The new car features clear voice announcements inside and outside through two emergency panels located near each door. The car has electronic strip maps that indicate direction of travel and the next station, pressure-sensitive doors to prevent objects from being caught, dedicated wheelchair space and high-efficiency diffused lighting. Intercoms designed and produced by the Telephonics Corporation of Farmingdale, New York, provide emergency communication between the crew and passengers.
The heart of the R142 subway car P.A. and signage system is the Telephonics Communications Management and Control (CMC) unit, a powerful computer-controlled digital audio processing and switching device. Using system control and distribution functions that are largely implemented in the computer software itself, the CMC offers a high degree of flexibility and supports evolution of the system to address changing NYCT customer service needs. Also contributing to the project was Optim Engineering of Norwalk, Connecticut; the company's OP980 P.A. amplifier is rated at 120 W and can drive multiple loudspeakers over the wide acoustical, electrical and environmental conditions of the subway car. It will operate in a temperature range of -30 to 80 degrees Celsius, 99 percent humidity and vibration of 2 Gs continuously (8 Gs for as long as 20 minutes). Optim Engineering also designed and builds the audio interface and another small circuit board called the MPL-1. The audio interface contains two audio lines for the passenger voice microphone and the crew voice speaker, replacing the old-fashioned emergency pull cord method. Importantly, the passenger has direct communication with the train driver in the case of an emergency. The MPL-1 contains an electret microphone capsule and provides distortion-free output in extremely loud soundfields of more than 110dB SPL.
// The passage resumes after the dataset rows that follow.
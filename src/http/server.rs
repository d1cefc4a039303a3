//! HTTP server setup and configuration.
//!
//! # Responsibilities
//! - Create Axum Router with the catch-all proxy handler
//! - Wire up middleware (request ID, tracing, panic recovery)
//! - Bind server to listener and shut down gracefully
//! - Log and count every request at the request boundary

use std::any::Any;
use std::net::SocketAddr;
use std::sync::Arc;
use std::time::Instant;

use axum::{
    body::Body,
    extract::{ConnectInfo, State},
    http::{Request, StatusCode},
    response::{IntoResponse, Response},
    routing::any,
    Router,
};
use tokio::net::TcpListener;
use tokio::sync::broadcast;
use tower_http::{
    catch_panic::CatchPanicLayer,
    request_id::{MakeRequestUuid, SetRequestIdLayer},
    trace::TraceLayer,
};

use crate::config::{ConfigError, ProxyConfig};
use crate::error::{error_chain, INTERNAL_ERROR_BODY, NOT_FOUND_BODY};
use crate::observability::metrics;
use crate::proxy::Forwarder;

pub const X_REQUEST_ID: &str = "x-request-id";

/// Application state injected into handlers.
#[derive(Clone)]
pub struct AppState {
    pub forwarder: Arc<Forwarder>,
}

/// HTTP server for the relay proxy.
pub struct HttpServer {
    router: Router,
    config: ProxyConfig,
}

impl HttpServer {
    /// Create a new HTTP server with the given configuration.
    pub fn new(config: ProxyConfig) -> Result<Self, ConfigError> {
        let forwarder = Arc::new(Forwarder::from_config(&config)?);

        tracing::info!(
            upstream = %forwarder.target().authority(),
            max_body_bytes = config.limits.max_body_bytes,
            request_timeout_secs = config.timeouts.request_secs,
            allowed_networks = ?config.access.allowed_networks,
            client_address = ?config.access.client_address,
            "Forwarder ready"
        );

        let state = AppState { forwarder };
        let router = Self::build_router(state);
        Ok(Self { router, config })
    }

    /// Build the Axum router with all middleware layers.
    fn build_router(state: AppState) -> Router {
        Router::new()
            .route("/{*path}", any(proxy_handler))
            .route("/", any(proxy_handler))
            .fallback(not_found)
            .with_state(state)
            .layer(CatchPanicLayer::custom(handle_panic))
            .layer(TraceLayer::new_for_http().make_span_with(|request: &Request<Body>| {
                let request_id = request
                    .headers()
                    .get(X_REQUEST_ID)
                    .and_then(|v| v.to_str().ok())
                    .unwrap_or("unknown");
                tracing::info_span!(
                    "request",
                    method = %request.method(),
                    uri = %request.uri(),
                    request_id = %request_id,
                )
            }))
            .layer(SetRequestIdLayer::x_request_id(MakeRequestUuid))
    }

    /// Run the server until the shutdown signal fires.
    pub async fn run(
        self,
        listener: TcpListener,
        mut shutdown: broadcast::Receiver<()>,
    ) -> Result<(), std::io::Error> {
        let addr = listener.local_addr()?;
        tracing::info!(
            address = %addr,
            upstream = %self.config.upstream.base_url,
            "HTTP server starting"
        );

        let app = self.router.into_make_service_with_connect_info::<SocketAddr>();

        axum::serve(listener, app)
            .with_graceful_shutdown(async move {
                let _ = shutdown.recv().await;
                tracing::info!("Shutdown signal received, draining connections");
            })
            .await?;

        tracing::info!("HTTP server stopped");
        Ok(())
    }
}

/// Main proxy handler.
/// Runs the forwarding pipeline and converts failures at the boundary.
async fn proxy_handler(
    State(state): State<AppState>,
    ConnectInfo(peer): ConnectInfo<SocketAddr>,
    request: Request<Body>,
) -> Response {
    let start_time = Instant::now();
    let method = request.method().clone();
    let method_str = method.to_string();
    let path = request.uri().path().to_string();

    match state.forwarder.forward(peer, request).await {
        Ok(response) => {
            let status = response.status();
            tracing::info!(
                method = %method,
                path = %path,
                client = %peer,
                status = status.as_u16(),
                elapsed_ms = start_time.elapsed().as_millis() as u64,
                "Request completed"
            );
            metrics::record_request(&method_str, status.as_u16(), start_time);
            response
        }
        Err(err) => {
            let status = err.status();
            let elapsed_ms = start_time.elapsed().as_millis() as u64;
            match &err {
                e if e.is_rejection() => tracing::warn!(
                    method = %method,
                    path = %path,
                    client = %peer,
                    reason = e.reason(),
                    status = status.as_u16(),
                    "Request rejected: {}", e
                ),
                e => tracing::error!(
                    method = %method,
                    path = %path,
                    client = %peer,
                    reason = e.reason(),
                    status = status.as_u16(),
                    elapsed_ms,
                    error = %error_chain(e),
                    "Request failed"
                ),
            }
            if err.is_rejection() {
                metrics::record_rejection(err.reason());
            }
            metrics::record_request(&method_str, status.as_u16(), start_time);
            err.into_response()
        }
    }
}

async fn not_found(request: Request<Body>) -> Response {
    tracing::warn!(method = %request.method(), uri = %request.uri(), "No route for request target");
    (StatusCode::NOT_FOUND, NOT_FOUND_BODY).into_response()
}

fn handle_panic(err: Box<dyn Any + Send + 'static>) -> Response<Body> {
    let detail = err
        .downcast_ref::<String>()
        .map(String::as_str)
        .or_else(|| err.downcast_ref::<&str>().copied())
        .unwrap_or("unknown panic");
    tracing::error!(panic = %detail, "Handler panicked");
    metrics::record_panic();

    (StatusCode::INTERNAL_SERVER_ERROR, INTERNAL_ERROR_BODY).into_response()
}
The OP980 power amplifier routes the audio to any of four output zones to permit addressing the passenger compartment, the engineer's cabin, and the left or right exterior speakers. Inside the car, the system has eight loudspeakers in a 70V system spaced evenly to provide less than 2dB variation at ear level. Automatic gain adjustment is accomplished based on ambient noise within the car, and a horn-type loudspeaker provides train-side announcements for waiting passengers on the left or right platforms.
“We were contracted to put the audio communications and electronic displays in the new subway car,” said Ed Colford, administrator of subcontractors for Telephonics Corp. “[NYCT] hired Optim Engineering because the design of the products was specific and different than the other products that the company reviewed. In addition to the automatic gain adjustment for the system based on ambient noise, the unique feature is that the loudspeakers are used as microphones to measure the background noise during periods between announcements.”